I don't see a Search either. I usually tell new members to use it. I tried to find it but I couldn't find a Search to look up Search.


----------



## venture (Feb 3, 2016)

I'm still totally lost.

I will check back when I figger this thing out?

Can anybody give me a link for "new posts" to all forums??  Oooppps!  Just found it!

Good luck and good smoking.


----------



## redheelerdog (Feb 3, 2016)

Looks good... but,

It would be nice to be able to right-click to spell check for reply posts.


----------



## bluewhisper (Feb 3, 2016)

Where are the admins to explain the changes? I play that role on the Outback board.


----------



## pineywoods (Feb 4, 2016)

BlueWhisper said:


> Where are the admins to explain the changes? I play that role on the Outback board.


Explain???  I'm not sure the Admins knew anything about the changes either I know I didn't and found out the same way everybody else did when I logged in


----------



## jirodriguez (Feb 4, 2016)

I like the new look!

Search is the little magnifying glass in the upper right corner (for those of you looking for it).


----------



## tropics (Feb 4, 2016)

Upper right hand corner has everything except Chat.













newpage.jpg



__ tropics
__ Feb 4, 2016






Richie


----------



## bluewhisper (Feb 4, 2016)

Maybe it's a browser compatibility issue, because I don't see that Search icon, nor my avatar like yours shows in your screen shot.

I do like the new look, but if Chat is gone I'll miss it.


----------



## chewmeister (Feb 4, 2016)

The login box is gone as well.


----------



## BandCollector (Feb 4, 2016)

How do we find Jeff's monthly recipes?  It used to be in the upper right hand corner...Yikes!


----------



## tropics (Feb 4, 2016)

BandCollector said:


> How do we find Jeff's monthly recipes?  It used to be in the upper right hand corner...Yikes!


BC I get the news letter every Thursday. here is a link to the archive bookmark it til they straighten it out 

Richie

http://www.smoking-meat.com/category/newsletters?awt_l=4pVnYx&awt_m=3gtMl5HxvCioVWb


----------



## BandCollector (Feb 4, 2016)

tropics said:


> BC I get the news letter every Thursday. here is a link to the archive bookmark it til they straighten it out
> 
> Richie
> 
> http://www.smoking-meat.com/category/newsletters?awt_l=4pVnYx&awt_m=3gtMl5HxvCioVWb


Thanks Richie...I also receive the newsletter each Thursday but was concerned that the archive had disappeared.

John


----------



## tropics (Feb 4, 2016)

BandCollector said:


> Thanks Richie...I also receive the newsletter each Thursday but was concerned that the archive had disappeared.
> 
> John


John these guys do a heck of a good job I am sure they are taking notes.Jeff has some really good stuff in their 

Richie


----------



## tropics (Feb 4, 2016)

The Profile link on the bar is also missing

Richie


----------



## dukeburger (Feb 4, 2016)

BlueWhisper said:


> Maybe it's a browser compatibility issue, because I don't see that Search icon, nor my avatar like yours shows in your screen shot.
> 
> I do like the new look, but if Chat is gone I'll miss it.

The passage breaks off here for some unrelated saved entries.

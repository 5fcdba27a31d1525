//! State machine trait for lifecycle enums.
//!
//! Provides a consistent interface for validating and performing state
//! transitions. The assessment stage pipeline is the main implementor.

use super::ValidationError;

/// Trait for status enums that represent state machines.
///
/// Implementors define valid state transitions and get validated
/// transition methods for free.
///
/// ```ignore
/// let next = AssessmentStage::Screener.transition_to(AssessmentStage::Discriminators)?;
/// ```
pub trait StateMachine: Sized + Copy + PartialEq + std::fmt::Debug {
    /// Returns true if transition from self to target is valid.
    fn can_transition_to(&self, target: &Self) -> bool;

    /// Returns all valid target states from current state.
    fn valid_transitions(&self) -> Vec<Self>;

    /// Performs transition with validation, returning error if invalid.
    fn transition_to(&self, target: Self) -> Result<Self, ValidationError> {
        if self.can_transition_to(&target) {
            Ok(target)
        } else {
            Err(ValidationError::invalid_format(
                "state_transition",
                format!("Cannot transition from {:?} to {:?}", self, target),
            ))
        }
    }

    /// Checks if current state is terminal (no valid outgoing transitions).
    fn is_terminal(&self) -> bool {
        self.valid_transitions().is_empty()
    }
}
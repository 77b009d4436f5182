pub mod cors;
pub mod logging;
pub mod request_tracker;

pub use cors::*;
pub use request_tracker::*;
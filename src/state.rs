use crate::error::ApiError;
use crate::frontend::{DirectiveRegistry, RouteTable};
use crate::services::{AuthService, ProfileService, UploadService};
use crate::utils::ShutdownCoordinator;
use std::path::PathBuf;
use std::sync::Arc;

#[derive(Clone)]
pub struct AppState {
    pub views: Arc<RouteTable>,
    pub directives: Arc<DirectiveRegistry>,
    /// `None` when running without a database.
    pub auth_service: Option<Arc<AuthService>>,
    pub profile_service: Option<Arc<ProfileService>>,
    pub upload_service: Arc<UploadService>,
    pub shutdown_coordinator: ShutdownCoordinator,
    pub www_root: PathBuf,
}

impl AppState {
    pub fn auth(&self) -> Result<&AuthService, ApiError> {
        self.auth_service.as_deref().ok_or(ApiError::NoDatabase)
    }

    /// Authentication for the profile endpoints, which report a missing database differently.
    pub fn profile_auth(&self) -> Result<(&AuthService, &ProfileService), ApiError> {
        match (&self.auth_service, &self.profile_service) {
            (Some(auth), Some(profiles)) => Ok((auth, profiles)),
            _ => Err(ApiError::NoDatabaseAssociated),
        }
    }

    pub fn profiles(&self) -> Result<&ProfileService, ApiError> {
        self.profile_service
            .as_deref()
            .ok_or(ApiError::NoDatabaseAssociated)
    }
}
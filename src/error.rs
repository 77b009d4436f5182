use crate::services::StoreError;
use axum::http::StatusCode;
use axum::response::IntoResponse;
use axum::response::Response;
use thiserror::Error;

/// Errors surfaced to HTTP clients. Bodies are plain text.
#[derive(Error, Debug)]
pub enum ApiError {
    #[error("No database present")]
    NoDatabase,
    #[error("No database associated")]
    NoDatabaseAssociated,
    #[error("{0}")]
    BadRequest(String),
    #[error("{0}")]
    Unauthorized(String),
    #[error("Incorrect email or password")]
    IncorrectCredentials,
    #[error("{0}")]
    NotFound(String),
    #[error("{0}")]
    Conflict(String),
    #[error("{0}")]
    NotAcceptable(String),
    #[error("{0}")]
    Unprocessable(String),
    #[error("{0}")]
    NoContent(String),
    #[error("{0}")]
    Internal(String),
}

impl ApiError {
    pub fn status(&self) -> StatusCode {
        match self {
            ApiError::NoDatabase | ApiError::NotFound(_) => StatusCode::NOT_FOUND,
            ApiError::NoDatabaseAssociated | ApiError::Internal(_) => {
                StatusCode::INTERNAL_SERVER_ERROR
            }
            ApiError::BadRequest(_) => StatusCode::BAD_REQUEST,
            ApiError::Unauthorized(_) => StatusCode::UNAUTHORIZED,
            ApiError::IncorrectCredentials => StatusCode::FORBIDDEN,
            ApiError::Conflict(_) => StatusCode::CONFLICT,
            ApiError::NotAcceptable(_) => StatusCode::NOT_ACCEPTABLE,
            ApiError::Unprocessable(_) => StatusCode::UNPROCESSABLE_ENTITY,
            ApiError::NoContent(_) => StatusCode::NO_CONTENT,
        }
    }
}

impl From<StoreError> for ApiError {
    fn from(e: StoreError) -> Self {
        match e {
            StoreError::NotFound => ApiError::Unauthorized("User not found".to_string()),
            StoreError::NoSession => ApiError::Unauthorized(e.to_string()),
            StoreError::Duplicate => ApiError::Conflict(e.to_string()),
            StoreError::NoContent => ApiError::NoContent(e.to_string()),
            StoreError::Database(_) | StoreError::Corrupt(_) => {
                tracing::error!("Store failure: {}", e);
                ApiError::Internal("database error".to_string())
            }
        }
    }
}

impl IntoResponse for ApiError {
    fn into_response(self) -> Response {
        let status = self.status();
        if status == StatusCode::NO_CONTENT {
            return status.into_response();
        }
        (status, self.to_string()).into_response()
    }
}
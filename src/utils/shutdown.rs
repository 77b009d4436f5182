use std::sync::atomic::{AtomicBool, AtomicUsize, Ordering};
use std::sync::Arc;
use tokio::signal;
use tokio::sync::watch;
use tokio::time::Duration;
use tracing::{error, info, warn};

/// Fans the shutdown signal out to background tasks and counts in-flight requests.
#[derive(Clone)]
pub struct ShutdownCoordinator {
    shutdown_tx: watch::Sender<bool>,
    in_flight: Arc<AtomicUsize>,
    shutting_down: Arc<AtomicBool>,
}

/// Decrements the in-flight count when dropped.
pub struct InFlight {
    counter: Arc<AtomicUsize>,
}

impl Drop for InFlight {
    fn drop(&mut self) {
        self.counter.fetch_sub(1, Ordering::SeqCst);
    }
}

impl ShutdownCoordinator {
    pub fn new() -> Self {
        let (shutdown_tx, _) = watch::channel(false);
        Self {
            shutdown_tx,
            in_flight: Arc::new(AtomicUsize::new(0)),
            shutting_down: Arc::new(AtomicBool::new(false)),
        }
    }

    pub fn subscribe(&self) -> watch::Receiver<bool> {
        self.shutdown_tx.subscribe()
    }

    pub fn is_shutting_down(&self) -> bool {
        self.shutting_down.load(Ordering::SeqCst)
    }

    pub fn in_flight(&self) -> usize {
        self.in_flight.load(Ordering::SeqCst)
    }

    pub fn enter(&self) -> InFlight {
        self.in_flight.fetch_add(1, Ordering::SeqCst);
        InFlight {
            counter: self.in_flight.clone(),
        }
    }

    pub fn trigger(&self) {
        self.shutting_down.store(true, Ordering::SeqCst);
        self.shutdown_tx.send_replace(true);
    }

    /// Signals shutdown and waits up to `timeout` for in-flight requests to finish.
    pub async fn drain(&self, timeout: Duration) {
        info!("Starting graceful shutdown process");
        self.trigger();

        let start = std::time::Instant::now();
        loop {
            let active = self.in_flight();
            if active == 0 {
                info!("All requests have completed");
                break;
            }
            if start.elapsed() >= timeout {
                warn!("Graceful shutdown timeout reached. {} requests still active", active);
                break;
            }
            tokio::time::sleep(Duration::from_millis(100)).await;
        }
    }
}

impl Default for ShutdownCoordinator {
    fn default() -> Self {
        Self::new()
    }
}

/// Wait for Ctrl+C or SIGTERM
pub async fn shutdown_signal() {
    let ctrl_c = async {
        if let Err(e) = signal::ctrl_c().await {
            error!("failed to install Ctrl+C handler: {}", e);
            std::future::pending::<()>().await;
        }
    };

    #[cfg(unix)]
    let terminate = async {
        match signal::unix::signal(signal::unix::SignalKind::terminate()) {
            Ok(mut sig) => {
                sig.recv().await;
            }
            Err(e) => {
                error!("failed to install signal handler: {}", e);
                std::future::pending::<()>().await;
            }
        }
    };

    #[cfg(not(unix))]
    let terminate = std::future::pending::<()>();

    tokio::select! {
        _ = ctrl_c => {
            info!("Received Ctrl+C, starting graceful shutdown");
        },
        _ = terminate => {
            info!("Received SIGTERM, starting graceful shutdown");
        },
    }
}

#[cfg(test)]
mod tests {
    use super::*;

    #[tokio::test]
    async fn test_in_flight_guard() {
        let coordinator = ShutdownCoordinator::new();
        {
            let _a = coordinator.enter();
            let _b = coordinator.enter();
            assert_eq!(coordinator.in_flight(), 2);
        }
        assert_eq!(coordinator.in_flight(), 0);
    }

    #[tokio::test]
    async fn test_trigger_notifies_subscribers() {
        let coordinator = ShutdownCoordinator::new();
        let mut rx = coordinator.subscribe();
        assert!(!coordinator.is_shutting_down());

        coordinator.trigger();
        rx.changed().await.unwrap();
        assert!(*rx.borrow());
        assert!(coordinator.is_shutting_down());
    }

    #[tokio::test]
    async fn test_drain_times_out_with_active_requests() {
        let coordinator = ShutdownCoordinator::new();
        let _guard = coordinator.enter();

        let start = std::time::Instant::now();
        coordinator.drain(Duration::from_millis(100)).await;
        assert!(start.elapsed() >= Duration::from_millis(90));
        assert!(coordinator.is_shutting_down());
    }
}
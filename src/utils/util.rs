use base64::engine::general_purpose::URL_SAFE;
use base64::Engine;
use rand::RngCore;
use regex::Regex;
use std::sync::OnceLock;
use thiserror::Error;

#[derive(Error, Debug, PartialEq, Eq)]
pub enum EmailError {
    #[error("mail: no address")]
    Empty,
    #[error("mail: invalid address {0}")]
    Malformed(String),
    #[error("Email cannot contain '")]
    Quote,
}

/// Reads `n` random bytes and returns them URL-safe base64 encoded.
pub fn random_base64(n: usize) -> String {
    let mut bytes = vec![0u8; n];
    rand::thread_rng().fill_bytes(&mut bytes);
    URL_SAFE.encode(bytes)
}

fn email_pattern() -> &'static Regex {
    static EMAIL: OnceLock<Regex> = OnceLock::new();
    EMAIL.get_or_init(|| {
        Regex::new(r"^[A-Za-z0-9.!#$%&'*+/=?^_`{|}~-]+@[A-Za-z0-9](?:[A-Za-z0-9-]*[A-Za-z0-9])?(?:\.[A-Za-z0-9](?:[A-Za-z0-9-]*[A-Za-z0-9])?)*$")
            .expect("email pattern compiles")
    })
}

pub fn validate_email(email: &str) -> Result<(), EmailError> {
    if email.is_empty() {
        return Err(EmailError::Empty);
    }
    if !email_pattern().is_match(email) {
        return Err(EmailError::Malformed(email.to_string()));
    }
    // Quotes are legal in addresses but never accepted here.
    if email.contains('\'') {
        return Err(EmailError::Quote);
    }
    Ok(())
}
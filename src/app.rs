use crate::config::Settings;
use crate::frontend::{register_upload_button, DirectiveRegistry, RouteTable};
use crate::handlers::spa_fallback;
use crate::middleware::{cors_layer, logging, track_requests};
use crate::models::create_pool;
use crate::routes::*;
use crate::services::{
    AuthService, MemoryUserStore, MySqlUserStore, ProfileService, UploadService, UserStore,
};
use crate::state::AppState;
use crate::utils::ShutdownCoordinator;
use axum::handler::Handler;
use axum::Router;
use std::path::PathBuf;
use std::sync::Arc;
use tower::ServiceBuilder;
use tower_http::compression::CompressionLayer;
use tower_http::services::ServeDir;
use tower_http::trace::TraceLayer;

/// Database url selecting the process-local store instead of MySQL.
pub const MEMORY_DATABASE_URL: &str = "memory://";

/// Connects to MySQL when configured. Failure is logged and the server continues without a database.
pub async fn connect_store(settings: &Settings) -> Option<Arc<dyn UserStore>> {
    let Some(database) = &settings.database else {
        tracing::info!("No database configured, continuing without database");
        return None;
    };

    if database.url == MEMORY_DATABASE_URL {
        tracing::warn!("Using in-memory store, accounts are lost on restart");
        return Some(Arc::new(MemoryUserStore::new()));
    }

    match create_pool(&database.url, database.max_connections).await {
        Ok(pool) => {
            tracing::info!("Successfully connected to database");
            Some(Arc::new(MySqlUserStore::new(pool)))
        }
        Err(e) => {
            tracing::error!("Failed to connect to database: {}", e);
            tracing::warn!("Continuing without database");
            None
        }
    }
}

pub fn build_state(
    settings: &Settings,
    store: Option<Arc<dyn UserStore>>,
    shutdown_coordinator: ShutdownCoordinator,
) -> AppState {
    let mut directives = DirectiveRegistry::new();
    register_upload_button(&mut directives);

    let www_root = PathBuf::from(&settings.server.www_root);
    let auth_service = store
        .as_ref()
        .map(|store| Arc::new(AuthService::new(store.clone(), &settings.auth)));
    let profile_service = store.map(|store| Arc::new(ProfileService::new(store)));

    AppState {
        views: Arc::new(RouteTable::default_views()),
        directives: Arc::new(directives),
        auth_service,
        profile_service,
        upload_service: Arc::new(UploadService::new(www_root.clone())),
        shutdown_coordinator,
        www_root,
    }
}

pub fn build_app(state: AppState, max_body_bytes: usize) -> Router {
    // Files from the www root first, then the view table decides.
    let static_files =
        ServeDir::new(&state.www_root).fallback(spa_fallback.with_state(state.clone()));

    Router::new()
        .merge(create_health_routes())
        .merge(create_view_routes())
        .merge(create_auth_routes())
        .merge(create_profile_routes())
        .merge(create_upload_routes(max_body_bytes))
        .fallback_service(static_files)
        .layer(
            ServiceBuilder::new()
                .layer(TraceLayer::new_for_http())
                .layer(cors_layer())
                .layer(CompressionLayer::new())
                .layer(axum::middleware::from_fn(logging::log_requests))
                .layer(axum::middleware::from_fn_with_state(
                    state.clone(),
                    track_requests,
                )),
        )
        .with_state(state)
}
use config::{Config, ConfigError, Environment, File};
use serde::Deserialize;
use std::env;

#[derive(Debug, Deserialize, Clone)]
pub struct Settings {
    pub server: ServerConfig,
    pub database: Option<DatabaseConfig>,
    pub auth: AuthConfig,
    pub session: SessionConfig,
    pub upload: UploadConfig,
}

#[derive(Debug, Deserialize, Clone)]
pub struct ServerConfig {
    pub host: String,
    pub port: u16,
    /// Directory holding the single page application and uploaded files.
    pub www_root: String,
}

#[derive(Debug, Deserialize, Clone)]
pub struct DatabaseConfig {
    pub url: String,
    pub max_connections: u32,
}

#[derive(Deserialize, Clone)]
pub struct AuthConfig {
    /// Signing secret for web tokens. A random one is generated per process when unset.
    pub jwt_secret: Option<String>,
    pub token_ttl_secs: u64,
    /// scrypt cost parameter, N = 2^scrypt_log_n.
    pub scrypt_log_n: u8,
}

impl std::fmt::Debug for AuthConfig {
    fn fmt(&self, f: &mut std::fmt::Formatter<'_>) -> std::fmt::Result {
        f.debug_struct("AuthConfig")
            .field("jwt_secret", &self.jwt_secret.as_ref().map(|_| "<redacted>"))
            .field("token_ttl_secs", &self.token_ttl_secs)
            .field("scrypt_log_n", &self.scrypt_log_n)
            .finish()
    }
}

#[derive(Debug, Deserialize, Clone)]
pub struct SessionConfig {
    /// Sessions not seen for this long are removed by the cleaner.
    pub idle_timeout_secs: u64,
    pub clean_interval_secs: u64,
}

#[derive(Debug, Deserialize, Clone)]
pub struct UploadConfig {
    pub max_body_bytes: usize,
}

impl Settings {
    pub fn new() -> Result<Self, ConfigError> {
        let run_mode = env::var("RUN_MODE").unwrap_or_else(|_| "development".into());

        let s = Config::builder()
            // Start off by merging in the "default" configuration file
            .add_source(File::with_name("config/default"))
            // Add in the current environment file
            // Default to 'development' env
            // Note that this file is _optional_
            .add_source(File::with_name(&format!("config/{}", run_mode)).required(false))
            // Add in a local configuration file
            // This file shouldn't be checked in to git
            .add_source(File::with_name("config/local").required(false))
            // Add in settings from the environment (with a prefix of APP)
            // Eg.. `APP_SERVER__PORT=9000 ./target/app` would set `server.port`
            .add_source(Environment::with_prefix("app").separator("__"))
            .build()?;

        s.try_deserialize()
    }
}

impl Default for Settings {
    fn default() -> Self {
        Self {
            server: ServerConfig {
                host: "0.0.0.0".to_string(),
                port: 8080,
                www_root: "www".to_string(),
            },
            database: None,
            auth: AuthConfig {
                jwt_secret: None,
                token_ttl_secs: 5 * 60,
                scrypt_log_n: 16,
            },
            session: SessionConfig {
                idle_timeout_secs: 10 * 60,
                clean_interval_secs: 60,
            },
            upload: UploadConfig {
                max_body_bytes: 32 << 20,
            },
        }
    }
}
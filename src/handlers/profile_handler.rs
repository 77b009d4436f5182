use crate::error::ApiError;
use crate::handlers::auth_handler::authorization;
use crate::models::{ProfileLookup, UserContents};
use crate::state::AppState;
use axum::{
    extract::{Path, State},
    http::{HeaderMap, StatusCode},
    response::Json,
};

pub async fn get_profile_view(
    State(state): State<AppState>,
    Json(lookup): Json<ProfileLookup>,
) -> Result<(StatusCode, Json<UserContents>), ApiError> {
    let contents = state.profiles()?.contents(&lookup.user_id).await?;
    Ok((StatusCode::ACCEPTED, Json(contents)))
}

pub async fn get_profile_edit(
    State(state): State<AppState>,
    headers: HeaderMap,
) -> Result<(StatusCode, Json<UserContents>), ApiError> {
    let (auth, profiles) = state.profile_auth()?;
    let session = auth.authorize(authorization(&headers)).await?;
    let contents = profiles.contents(&session.user_id).await?;
    Ok((StatusCode::ACCEPTED, Json(contents)))
}

pub async fn save_profile(
    State(state): State<AppState>,
    headers: HeaderMap,
    Json(contents): Json<UserContents>,
) -> Result<StatusCode, ApiError> {
    let (auth, profiles) = state.profile_auth()?;
    let session = auth.authorize(authorization(&headers)).await?;
    profiles.save(&session, contents).await?;
    Ok(StatusCode::OK)
}

pub async fn get_public_profile(
    State(state): State<AppState>,
    Path(public_name): Path<String>,
) -> Result<Json<UserContents>, ApiError> {
    let contents = state.profiles()?.by_public_name(&public_name).await?;
    Ok(Json(contents))
}
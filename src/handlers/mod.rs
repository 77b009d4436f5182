pub mod auth_handler;
pub mod health_handler;
pub mod profile_handler;
pub mod spa_handler;
pub mod upload_handler;
pub mod view_handler;

pub use auth_handler::*;
pub use health_handler::*;
pub use profile_handler::*;
pub use spa_handler::*;
pub use upload_handler::*;
pub use view_handler::*;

Looks like chat is still up, just no link for it...

Except here, exclusively 
	

	
	
		
		



		
		
	


	





:

*http://www.smokingmeatforums.com/chat/*


----------



## mfreel (Feb 4, 2016)

I'm a creature of habit.  I wish the search bar was still at the top.  My avatar is so fuzzy that you can't tell what it is.  IMHO.


----------



## dirtsailor2003 (Feb 4, 2016)

mfreel said:


> I'm a creature of habit.  I wish the search bar was still at the top.  My avatar is so fuzzy that you can't tell what it is.  IMHO.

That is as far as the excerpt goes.